Extracted information ::
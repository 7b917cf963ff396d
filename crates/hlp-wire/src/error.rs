/// Errors raised while pulling raw bytes out of a paragraph sub-stream.
///
/// These are the lowest-level failures: the window ran out, a fixed
/// sentinel byte did not match, or the underlying reader failed.
#[derive(Debug, thiserror::Error)]
pub enum WireError {
    /// The bounded window ended before a record was complete.
    ///
    /// `offset` is the position (from the start of the window) at which
    /// the short read began; `needed` is how many bytes were missing.
    #[error("truncated stream at offset {offset}: {needed} more byte(s) needed")]
    TruncatedStream { offset: usize, needed: usize },

    /// A fixed sentinel byte did not carry its expected constant.
    #[error("malformed framing at offset {offset}: {field} was {found:#04X}, expected {expected:#04X}")]
    MalformedFraming {
        field: &'static str,
        expected: u8,
        found: u8,
        offset: usize,
    },

    /// I/O error from the underlying reader, other than end of data.
    #[error(transparent)]
    Io(#[from] std::io::Error),
}

// End of data is never reported as `Io`. Both byte sources translate it
// into `TruncatedStream` so callers have one variant to match for "the
// container handed us too few bytes".
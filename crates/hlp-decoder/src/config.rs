use encoding_rs::{Encoding, WINDOWS_1252};
use hlp_types::text::{TextFormat, TextFraming};

/// Configuration for the paragraph decoder.
///
/// ```text
/// ┌──────────────┬──────────────────────────────────────────────────┐
/// │ Field        │ Purpose                                          │
/// ├──────────────┼──────────────────────────────────────────────────┤
/// │ text_framing │ NUL-terminated or u16-length-prefixed text runs  │
/// │ encoding     │ ANSI code page text bytes are decoded with       │
/// │ max_items    │ Optional cap on items per paragraph stream       │
/// └──────────────┴──────────────────────────────────────────────────┘
/// ```
///
/// The defaults match files written by the stock help compiler on a
/// Western-European system: NUL-terminated Windows-1252 text and no item
/// cap.
#[derive(Clone, Copy, Debug, PartialEq, Eq)]
pub struct DecoderConfig {
    pub text_framing: TextFraming,

    /// Code page for text runs. Take it from the help file's system
    /// record when the container exposes one.
    pub encoding: &'static Encoding,

    /// Upper bound on items in one stream. `None` decodes everything the
    /// window holds.
    pub max_items: Option<usize>,
}

impl Default for DecoderConfig {
    fn default() -> Self {
        Self {
            text_framing: TextFraming::NulTerminated,
            encoding: WINDOWS_1252,
            max_items: None,
        }
    }
}

impl DecoderConfig {
    #[must_use]
    pub fn with_text_framing(mut self, framing: TextFraming) -> Self {
        self.text_framing = framing;
        self
    }

    #[must_use]
    pub fn with_encoding(mut self, encoding: &'static Encoding) -> Self {
        self.encoding = encoding;
        self
    }

    #[must_use]
    pub fn with_max_items(mut self, limit: usize) -> Self {
        self.max_items = Some(limit);
        self
    }

    pub(crate) fn text_format(&self) -> TextFormat {
        TextFormat::new(self.text_framing, self.encoding)
    }
}
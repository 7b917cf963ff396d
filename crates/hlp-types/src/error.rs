use std::fmt;

use hlp_wire::WireError;

/// Errors raised while decoding a typed record out of the byte stream.
///
/// These sit one level above [`WireError`]: the bytes were there and
/// framed correctly, but they describe something this decoder does not
/// implement. A `TypeError` wraps a `WireError` when the failure is a
/// short read or a bad sentinel inside the record.
///
/// ```text
/// ┌──────────────────────────────────────────────────────────┐
/// │ TypeError (this crate)                                   │
/// │   ├── UnsupportedBitmapType  subtype byte is not 0x22    │
/// │   ├── UnsupportedFeature     known capability gap        │
/// │   └── Wire(WireError)        truncation, bad sentinel    │
/// └──────────────────────────────────────────────────────────┘
/// ```
#[derive(Debug, thiserror::Error)]
pub enum TypeError {
    /// The bitmap subtype byte names a format variant that exists but is
    /// not implemented.
    #[error("unsupported bitmap subtype {subtype:#04X}, only 0x22 is supported")]
    UnsupportedBitmapType { subtype: u8 },

    /// The record uses a feature this decoder deliberately does not
    /// handle. This is not corruption.
    #[error("unsupported feature: {0}")]
    UnsupportedFeature(Feature),

    #[error(transparent)]
    Wire(#[from] WireError),
}

/// Capabilities the format has but this decoder leaves out.
#[derive(Clone, Copy, Debug, PartialEq, Eq)]
pub enum Feature {
    /// Bitmap data stored inline in the topic rather than referenced by
    /// number.
    EmbeddedBitmap,
}

impl fmt::Display for Feature {
    fn fmt(&self, f: &mut fmt::Formatter<'_>) -> fmt::Result {
        match self {
            Self::EmbeddedBitmap => f.write_str("embedded bitmap"),
        }
    }
}
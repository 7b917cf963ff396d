use hlp_types::item::ParagraphItem;
use hlp_types::settings::ParagraphSettings;
use hlp_types::text::TextFormat;
use hlp_wire::ByteSource;
use log::{debug, warn};

use crate::config::DecoderConfig;
use crate::error::DecodeError;
use crate::item_reader::ItemReader;

/// Events emitted by the streaming decoder.
///
/// The stream yields `Settings` once, then one `Item` per decoded item
/// in wire order, then ends.
///
/// ```text
///   Settings(ParagraphSettings)
///   Item(ParagraphItem)
///   Item(ParagraphItem)
///   ... (stream ends at the window boundary)
/// ```
#[derive(Clone, Debug, PartialEq, Eq)]
pub enum DecoderEvent {
  /// The settings record has been read and validated.
  Settings(ParagraphSettings),

  /// An item has been fully decoded.
  Item(ParagraphItem),
}

/// Pull-based paragraph decoder. Yields events one at a time instead
/// of collecting the whole stream.
///
/// Useful for a renderer that lays out items as they arrive, or that
/// wants to stop early. Produces exactly the same items, in the same
/// order, as [`ParagraphDecoder`](crate::ParagraphDecoder).
///
/// After the first error the iterator is fused: every later call to
/// `next` returns `None`. The items already yielded stay valid, but the
/// stream as a whole must be treated as failed.
///
/// # Example
///
/// ```rust
/// use hlp_decoder::{DecoderConfig, DecoderEvent, ItemStream};
/// use hlp_wire::SliceSource;
///
/// let bytes = [0x00, 0x00, 0x00, 0x00, 0x83, 0x81];
/// let mut src = SliceSource::new(&bytes);
/// let events: Vec<_> = ItemStream::new(&mut src, &DecoderConfig::default())
///     .collect::<Result<_, _>>()
///     .unwrap();
/// assert_eq!(events.len(), 3);
/// assert!(matches!(events[0], DecoderEvent::Settings(_)));
/// ```
pub struct ItemStream<'s, S: ?Sized> {
  src: &'s mut S,
  text: TextFormat,
  max_items: Option<usize>,
  yielded: usize,
  state: StreamState,
}

/// Internal state machine for the streaming decoder.
///
/// ```text
///   ReadSettings → ReadItems → Done
/// ```
///
/// Any error moves straight to `Done`.
#[derive(Clone, Copy, Debug, PartialEq, Eq)]
enum StreamState {
  ReadSettings,
  ReadItems,
  Done,
}

impl<'s, S: ByteSource + ?Sized> ItemStream<'s, S> {
  /// Create a stream over a source positioned at the start of a
  /// paragraph sub-stream.
  pub fn new(src: &'s mut S, config: &DecoderConfig) -> Self {
    Self {
      src,
      text: config.text_format(),
      max_items: config.max_items,
      yielded: 0,
      state: StreamState::ReadSettings,
    }
  }

  fn read_settings(&mut self) -> Result<DecoderEvent, DecodeError> {
    let settings = ParagraphSettings::read_from(&mut *self.src)?;
    self.state = StreamState::ReadItems;
    Ok(DecoderEvent::Settings(settings))
  }

  fn read_next_item(&mut self) -> Option<Result<DecoderEvent, DecodeError>> {
    let mut reader = ItemReader::new(&mut *self.src, self.text);
    match reader.next_item() {
      Ok(None) => {
        debug!("item stream finished after {} items", self.yielded);
        self.state = StreamState::Done;
        None
      }
      Ok(Some(item)) => {
        if let Some(limit) = self.max_items {
          if self.yielded >= limit {
            return Some(Err(DecodeError::ItemLimitExceeded { limit }));
          }
        }
        self.yielded += 1;
        Some(Ok(DecoderEvent::Item(item)))
      }
      Err(err) => Some(Err(err)),
    }
  }
}

impl<S: ByteSource + ?Sized> Iterator for ItemStream<'_, S> {
  type Item = Result<DecoderEvent, DecodeError>;

  fn next(&mut self) -> Option<Self::Item> {
    let event = match self.state {
      StreamState::ReadSettings => Some(self.read_settings()),
      StreamState::ReadItems => self.read_next_item(),
      StreamState::Done => None,
    };
    if let Some(Err(err)) = &event {
      warn!("item stream failed at offset {}: {err}", self.src.position());
      self.state = StreamState::Done;
    }
    event
  }
}

impl<S: ByteSource + ?Sized> std::iter::FusedIterator for ItemStream<'_, S> {}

Your objective :: Restate word for word the lines above, beginning at the first one and ending at the line that carries "usize, needed: usize".

Response below ::
repository 7b917cf963ff396d
filename crates/hlp-wire/src/error.rs
/// Errors raised while pulling raw bytes out of a paragraph sub-stream.
///
/// These are the lowest-level failures: the window ran out, a fixed
/// sentinel byte did not match, or the underlying reader failed.
#[derive(Debug, thiserror::Error)]
pub enum WireError {
    /// The bounded window ended before a record was complete.
    ///
    /// `offset` is the position (from the start of the window) at which
    /// the short read began; `needed` is how many bytes were missing.
    #[error("truncated stream at offset {offset}: {needed} more byte(s) needed")]
    TruncatedStream { offset: usize, needed: usize },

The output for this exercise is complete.